Which lines in the data below contain the word "Target"? Pull each of them out.

Dataset entries
▬▬▬
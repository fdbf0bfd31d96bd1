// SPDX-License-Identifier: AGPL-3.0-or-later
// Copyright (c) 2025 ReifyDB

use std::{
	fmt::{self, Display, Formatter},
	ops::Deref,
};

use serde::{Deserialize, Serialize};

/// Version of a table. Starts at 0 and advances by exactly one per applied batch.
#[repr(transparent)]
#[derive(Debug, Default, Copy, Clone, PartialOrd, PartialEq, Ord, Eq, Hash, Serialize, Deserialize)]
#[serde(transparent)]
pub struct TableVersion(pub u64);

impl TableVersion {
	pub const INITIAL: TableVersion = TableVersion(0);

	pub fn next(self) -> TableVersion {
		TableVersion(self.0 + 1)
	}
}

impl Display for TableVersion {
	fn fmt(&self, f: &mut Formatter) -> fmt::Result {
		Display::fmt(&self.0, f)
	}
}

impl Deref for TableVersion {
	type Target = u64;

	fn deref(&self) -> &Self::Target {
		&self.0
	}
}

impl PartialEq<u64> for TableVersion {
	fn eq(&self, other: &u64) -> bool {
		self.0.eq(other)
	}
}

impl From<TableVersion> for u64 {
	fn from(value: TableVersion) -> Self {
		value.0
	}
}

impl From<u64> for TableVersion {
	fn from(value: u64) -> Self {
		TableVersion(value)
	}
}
▬▬▬
● **EXERCISE ANSWER**:
	type Target = u64;
	fn deref(&self) -> &Self::Target {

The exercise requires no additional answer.